Experts Send Warning
Senior execs from over 100 different banks, private equity firms, asset managers, and insurance companies have all shown concern. They warn that the United Kingdom’s economic growth will fall behind that of other advanced G7 nations. This will occur before the close of 2018, warn the heads of the largest financial firms in the world.
Nearly three out of every four among the hundred senior executives said the British economic growth rate is cause for worry. They stated that no other advanced economy will have a growth rate as slow as the U.K. by the end of this year.

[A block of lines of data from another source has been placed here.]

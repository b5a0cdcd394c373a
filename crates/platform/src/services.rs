//! Service manager lookups: systemd and launchd
//!
//! Both answer the same question: if `label` is a running service, which
//! PID is its main process?

use crate::command::CommandRunner;
use tracing::debug;
use witr_core::{ServiceManager, SourceError, SourceResult};

/// systemd via `systemctl show`
#[derive(Debug, Clone, Default)]
pub struct Systemd {
    runner: CommandRunner,
}

impl Systemd {
    pub fn new(runner: CommandRunner) -> Self {
        Self { runner }
    }
}

/// `nginx` -> `nginx.service`; labels that already carry a unit suffix are kept
pub fn unit_name(label: &str) -> String {
    if label.contains('.') {
        label.to_string()
    } else {
        format!("{}.service", label)
    }
}

/// `MainPID` value; 0 means the unit is not running
pub fn parse_main_pid(output: &str) -> SourceResult<Option<u32>> {
    let value = output.trim();
    let value = value.strip_prefix("MainPID=").unwrap_or(value);
    let pid: u32 = value
        .parse()
        .map_err(|_| SourceError::parse("systemctl MainPID", value))?;
    Ok((pid != 0).then_some(pid))
}

impl ServiceManager for Systemd {
    fn name(&self) -> &'static str {
        "systemd"
    }

    fn find_service_main_pid(&self, label: &str) -> SourceResult<Option<u32>> {
        let unit = unit_name(label);
        let out = self.runner.run_ok(
            "systemd",
            "systemctl",
            &["show", "-p", "MainPID", "--value", "--", &unit],
        )?;
        let pid = parse_main_pid(&out)?;
        debug!(unit = %unit, ?pid, "systemd main PID");
        Ok(pid)
    }
}

/// launchd via `launchctl print`
#[derive(Debug, Clone, Default)]
pub struct Launchd {
    runner: CommandRunner,
}

impl Launchd {
    pub fn new(runner: CommandRunner) -> Self {
        Self { runner }
    }

    fn domains(label: &str) -> Vec<String> {
        let mut domains = vec![format!("system/{}", label)];
        #[cfg(unix)]
        {
            // SAFETY: getuid cannot fail
            let uid = unsafe { libc::getuid() };
            domains.push(format!("gui/{}/{}", uid, label));
        }
        domains
    }
}

/// First top-level `pid = N` line of `launchctl print` output
pub fn parse_launchctl_pid(output: &str) -> Option<u32> {
    output
        .lines()
        .filter_map(|l| l.trim().strip_prefix("pid = "))
        .find_map(|v| v.trim().parse().ok())
        .filter(|pid| *pid > 0)
}

impl ServiceManager for Launchd {
    fn name(&self) -> &'static str {
        "launchd"
    }

    fn find_service_main_pid(&self, label: &str) -> SourceResult<Option<u32>> {
        for domain in Self::domains(label) {
            let out = self.runner.run("launchd", "launchctl", &["print", &domain])?;
            // "Could not find service" exits non-zero
            if !out.success {
                continue;
            }
            if let Some(pid) = parse_launchctl_pid(&out.stdout) {
                debug!(domain = %domain, pid, "launchd service PID");
                return Ok(Some(pid));
            }
        }
        Ok(None)
    }
}

#[cfg(test)]
mod tests {
    use super::*;

    const LAUNCHCTL_PRINT: &str = "\
system/com.apple.cupsd = {
\tactive count = 1
\tpath = /System/Library/LaunchDaemons/org.cups.cupsd.plist
\tstate = running

\tprogram = /usr/sbin/cupsd
\tpid = 1234
\timmediate reason = ipc (mach)
\tendpoints = {
\t\t\"com.apple.cupsd\" = {
\t\t\tport = 0x1a03
\t\t}
\t}
}
";

    #[test]
    fn test_unit_name() {
        assert_eq!(unit_name("nginx"), "nginx.service");
        assert_eq!(unit_name("docker.socket"), "docker.socket");
        assert_eq!(unit_name("getty@tty1.service"), "getty@tty1.service");
    }

    #[test]
    fn test_parse_main_pid() {
        assert_eq!(parse_main_pid("812\n").unwrap(), Some(812));
        assert_eq!(parse_main_pid("0\n").unwrap(), None);
        assert_eq!(parse_main_pid("MainPID=77").unwrap(), Some(77));
        assert!(parse_main_pid("oops").is_err());
    }

    #[test]
    fn test_parse_launchctl_pid() {
        assert_eq!(parse_launchctl_pid(LAUNCHCTL_PRINT), Some(1234));
        assert_eq!(parse_launchctl_pid("system/x = {\n\tstate = not running\n}\n"), None);
    }
}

This outlook is considerably more dire than it had been at the same time last year. In 2017, only Less than one quarter of the executives held that forecast.
2017 Levels or Worse
About half of the executives stated that they felt the United Kingdom’s economic growth would maintain the levels achieved in 2017. Another 29 percent said the growth rate would fall. Only about a fifth of the financial execs believed the British economy’s growth rate would improve.
Of all the risks cited by the executives, Brexit topped the list as the one factor causing the most harm to the country’s economic potential. About 55 percent said Brexit worried them. Another 28 percent called it the biggest risk their companies would face in 2018. Twenty four percent said their optimism about Brexit had fallen over the last year.
Has it Already Started?
In Q4 2017, the U.K.’s GDP growth fell by 0.4 percent. That still meant an increase of 1.7 percent for 2017 as a whole. However, it also already placed the U.K. at the bottom of the G7 countries in terms of its economic growth rate.
Lloyds Bank head of financial institutions, Robina Barker-Bennett, said that the U.K. economy’s top predictor is in its financial services sector.
“about Brexit are looming large as the final countdown begins to March 2019, but our survey suggests that the UK economy will prove to be resilient and that it will come through the challenges of the next few months relatively unscathed,” said Barker-Bennett.